此外,本发明的细菌纤维素可以具有与来自纸浆的纤维素纳米纤维等来自植物的纤维素相比大的平均分子量。纤维素的平均分子量可以例如测定凝胶渗透色谱的色谱图作为指标,存在所述色谱图的峰顶的保留体积越大则平均分子量越小、保留体积越小则平均分子量越大这样的关系。即,本发明的细菌纤维素还可以具有如下物性:在下述i)~vi)的条件下进行的凝胶渗透色谱的色谱图的峰顶的保留体积为2.5mL以上且小于3.0mL。i)柱为填充有粒径为9μm的甲基丙烯酸酯聚合物的内径为6.0mm及长度为15cm的柱、ii)保护柱的内径为4.6mm、长度为3.5cm、iii)柱温度为35℃、iv)送液速度为0.07mL/分钟、v)洗脱液为40~42%(w/w)四丁基氢氧化磷水溶液、vi)洗脱液中的细菌纤维素的终浓度为0.2%(w/w)。
此外,本发明的细菌纤维素例如可以通过在含有适当碳源的培养基中培养细菌使其生产细菌纤维素而制造。
这里,作为碳源,可以列举例如葡萄糖、果糖等单糖,蔗糖、麦芽糖、乳糖等二糖,低聚糖、砂糖、制造砂糖时产生的含有蔗糖的副产物、它们的水解物、异构化糖、淀粉水解物等糖类以及甘露糖醇、乙醇、乙酸、柠檬酸、甘油、BDF-B等,可以根据细菌的种类、培养条件、制造成本等适当设定。予以说明的是,BDF-B的常规组成是甘油41.5%、脂肪酸21.4%、甲醇12.4%、强热残留成分6.3%、其它18.4%(财团法人日本食品分析中心),是大量地含有能够用作细菌的碳源的甘油的组合物。
这里,砂糖是指以蔗糖为主成分的甘味料(广辞苑第6版),在本发明中既可以是化学合成品,也可以是以甘蔗、甜菜(糖萝卜)、糖槭、桄榔(sugar palm)、高粱(sweet sorghum)等天然物质为原料而制造的砂糖。作为本发明中的砂糖,可以列举例如红糖、白糖、粗糖(cassonade)(红糖)、和三盆、枫糖等未分蜜糖以及粗糖、精制糖等分蜜糖。作为精制糖,可以列举例如白双糖(shirozara sugar)、粗晶软糖(coarse crystal medium soft sugar)、细白砂糖(caster sugar)等砂糖,上白糖、幼砂糖等绵白糖(soft sugar),方糖、冰糖、粉砂糖、颗粒糖等加工糖以及液体糖等。

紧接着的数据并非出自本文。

use std::sync::Arc;

use cdk_basic_types::{BatchNumber, ForkId, L1BlockNumber, L1InfoTreeIndex, L2BlockNumber, H256};
use cdk_config::L1WatchConfig;
use cdk_dal::{ConnectionPool, CoreDal};
use cdk_types::{block::L2BlockHeader, SealedL2Block};

use super::{events::testonly::*, testonly::MockL1Client, *};

async fn watcher(client: Arc<MockL1Client>, pool: &ConnectionPool) -> L1Watch {
    L1Watch::new(client, L1WatchConfig::for_tests(), pool.clone())
        .await
        .unwrap()
}

async fn run_window(watch: &mut L1Watch, pool: &ConnectionPool, from: u64, to: u64) {
    let mut storage = pool.connection().await.unwrap();
    watch
        .process_window(&mut storage, L1BlockNumber(from), L1BlockNumber(to))
        .await
        .unwrap();
    storage.commit().await.unwrap();
}

#[tokio::test]
async fn sequenced_and_verified_batches_are_recorded() {
    let client = Arc::new(MockL1Client::new());
    client.push_log(sequence_batches_etrog(5, H256::repeat_byte(1), 10));
    client.push_log(verify_batches_etrog(1, 5, H256::repeat_byte(2), 11));
    // A verification for a foreign rollup is ignored.
    client.push_log(verify_batches_etrog(9, 6, H256::repeat_byte(3), 12));

    let pool = ConnectionPool::new_in_memory();
    let mut watch = watcher(client, &pool).await;
    run_window(&mut watch, &pool, 1, 20).await;

    let mut storage = pool.connection().await.unwrap();
    let sequenced = storage
        .l1_info_dal()
        .get_sequenced_batch(BatchNumber(5))
        .await
        .unwrap()
        .unwrap();
    assert_eq!(sequenced.l1_info_root, Some(H256::repeat_byte(1)));
    assert_eq!(
        storage.l1_info_dal().highest_verified_batch().await.unwrap(),
        BatchNumber(5)
    );
    assert!(storage
        .l1_info_dal()
        .get_batch_verification(BatchNumber(6))
        .await
        .unwrap()
        .is_none());
}

#[tokio::test]
async fn info_tree_indices_are_dense_from_one() {
    let client = Arc::new(MockL1Client::new());
    client.push_log(update_l1_info_tree(H256::repeat_byte(1), H256::repeat_byte(2), 10));
    client.push_log(update_l1_info_tree(H256::repeat_byte(3), H256::repeat_byte(4), 11));

    let pool = ConnectionPool::new_in_memory();
    let mut watch = watcher(client, &pool).await;
    run_window(&mut watch, &pool, 1, 20).await;

    let mut storage = pool.connection().await.unwrap();
    let first = storage
        .l1_info_dal()
        .get_l1_info_tree_update(L1InfoTreeIndex(1))
        .await
        .unwrap()
        .unwrap();
    let second = storage
        .l1_info_dal()
        .get_l1_info_tree_update(L1InfoTreeIndex(2))
        .await
        .unwrap()
        .unwrap();
    assert_eq!(first.index, L1InfoTreeIndex(1));
    assert_eq!(second.index, L1InfoTreeIndex(2));
    // Timestamps follow the resolved L1 headers, so they grow with indices.
    assert!(second.timestamp > first.timestamp);
    assert_ne!(
        storage
            .l1_info_dal()
            .get_l1_info_root(L1InfoTreeIndex(1))
            .await
            .unwrap(),
        storage
            .l1_info_dal()
            .get_l1_info_root(L1InfoTreeIndex(2))
            .await
            .unwrap()
    );
}

#[tokio::test]
async fn replaying_a_window_is_idempotent() {
    let client = Arc::new(MockL1Client::new());
    client.push_log(sequence_batches_etrog(1, H256::repeat_byte(1), 10));
    client.push_log(update_l1_info_tree(H256::repeat_byte(1), H256::repeat_byte(2), 10));
    client.push_log(verify_batches_etrog(1, 1, H256::repeat_byte(2), 11));

    let pool = ConnectionPool::new_in_memory();
    let mut watch = watcher(client, &pool).await;
    run_window(&mut watch, &pool, 1, 20).await;
    // The duplicate info-tree leaf is skipped; everything else overwrites
    // with identical contents.
    run_window(&mut watch, &pool, 1, 20).await;

    let mut storage = pool.connection().await.unwrap();
    assert!(storage
        .l1_info_dal()
        .get_l1_info_tree_update(L1InfoTreeIndex(2))
        .await
        .unwrap()
        .is_none());
    assert_eq!(
        storage
            .l1_info_dal()
            .get_latest_l1_info_tree_update()
            .await
            .unwrap()
            .unwrap()
            .index,
        L1InfoTreeIndex(1)
    );
}

#[tokio::test]
async fn injected_batch_is_recorded_once() {
    let client = Arc::new(MockL1Client::new());
    let sequencer = cdk_basic_types::Address::repeat_byte(0x55);
    client.push_log(initial_sequence_batches(vec![0xaa; 8], sequencer, 7));
    client.push_log(initial_sequence_batches(vec![0xbb; 8], sequencer, 8));

    let pool = ConnectionPool::new_in_memory();
    let mut watch = watcher(client, &pool).await;
    run_window(&mut watch, &pool, 1, 20).await;

    let mut storage = pool.connection().await.unwrap();
    let injected = storage
        .l1_info_dal()
        .get_injected_batch()
        .await
        .unwrap()
        .unwrap();
    // The second announcement was ignored.
    assert_eq!(injected.transaction, vec![0xaa; 8]);
    assert_eq!(injected.l1_block_number, L1BlockNumber(7));
    assert_eq!(injected.sequencer, sequencer);
}

#[tokio::test]
async fn fork_transitions_are_learned_from_l1() {
    let client = Arc::new(MockL1Client::new());
    client.push_log(update_rollup(1, 11, 500, 15));

    let pool = ConnectionPool::new_in_memory();
    {
        let mut storage = pool.connection().await.unwrap();
        storage
            .forks_dal()
            .write_fork(ForkId(9), BatchNumber(1))
            .await
            .unwrap();
        storage.commit().await.unwrap();
    }
    let mut watch = watcher(client, &pool).await;
    run_window(&mut watch, &pool, 1, 20).await;

    let mut storage = pool.connection().await.unwrap();
    assert_eq!(
        storage
            .forks_dal()
            .fork_id_for_batch(BatchNumber(499))
            .await
            .unwrap(),
        Some(ForkId(9))
    );
    assert_eq!(
        storage
            .forks_dal()
            .fork_id_for_batch(BatchNumber(500))
            .await
            .unwrap(),
        Some(ForkId(11))
    );
}

#[tokio::test]
async fn verified_root_mismatch_is_fatal() {
    let pool = ConnectionPool::new_in_memory();
    {
        // A locally sealed block for batch 3 with a root L1 will disagree on.
        let mut storage = pool.connection().await.unwrap();
        storage
            .blocks_dal()
            .write_block_batch(L2BlockNumber(30), BatchNumber(3))
            .await
            .unwrap();
        let mut header = L2BlockHeader::new(
            L2BlockNumber(30),
            1_700_000_000,
            cdk_basic_types::Address::repeat_byte(1),
            ForkId(9),
        );
        header.state_root = H256::repeat_byte(0xaa);
        storage
            .blocks_dal()
            .write_sealed_block(&SealedL2Block {
                header,
                transactions: vec![],
            })
            .await
            .unwrap();
        storage.commit().await.unwrap();
    }

    let client = Arc::new(MockL1Client::new());
    client.push_log(verify_batches_etrog(1, 3, H256::repeat_byte(0xbb), 12));
    let mut watch = watcher(client, &pool).await;

    let mut storage = pool.connection().await.unwrap();
    let err = watch
        .process_window(&mut storage, L1BlockNumber(1), L1BlockNumber(20))
        .await
        .unwrap_err();
    assert!(err.to_string().contains("diverges"));
}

此外,制造砂糖时产生的含有蔗糖的副产物是指,在砂糖的制造工序中产生的副产物中的含有蔗糖的副产物,具体而言,可以列举例如上述的甘蔗、甜菜等天然原料的榨渣、糖蜜、利用过滤和/或离子交换树脂进行的精制工序中产生的残渣。
此外,二糖、低聚糖、砂糖、制造砂糖时产生的含有蔗糖的副产物的水解物是指,在酸性溶液中对二糖、低聚糖、砂糖、制造砂糖时产生的含有蔗糖的副产物进行加热等水解处理而获得的物质。
碳源以外的培养基成分可以使用与细菌培养中使用的公知的培养基同样的成分,优选含有CMC。具体而言,可以列举例如含有CMC、氮源、无机盐类、以及根据需要而含有的氨基酸、维生素等有机微量营养素的常规营养培养基,作为氮源,可以列举硫酸铵、氯化铵、磷酸铵等铵盐,硝酸盐、尿素、蛋白胨等有机或无机的氮源。此外,作为无机盐类,可以列举磷酸盐、镁盐、钙盐、铁盐、锰盐等,作为有机微量营养素,可以列举氨基酸、维生素、脂肪酸、核酸、以及包含这些营养素的蛋白胨、水解酪蛋白氨基酸、酵母提取物、大豆蛋白水解物等,在使用生育中需要氨基酸的营养要求性变异株时,还可以进一步补充所要求的营养素。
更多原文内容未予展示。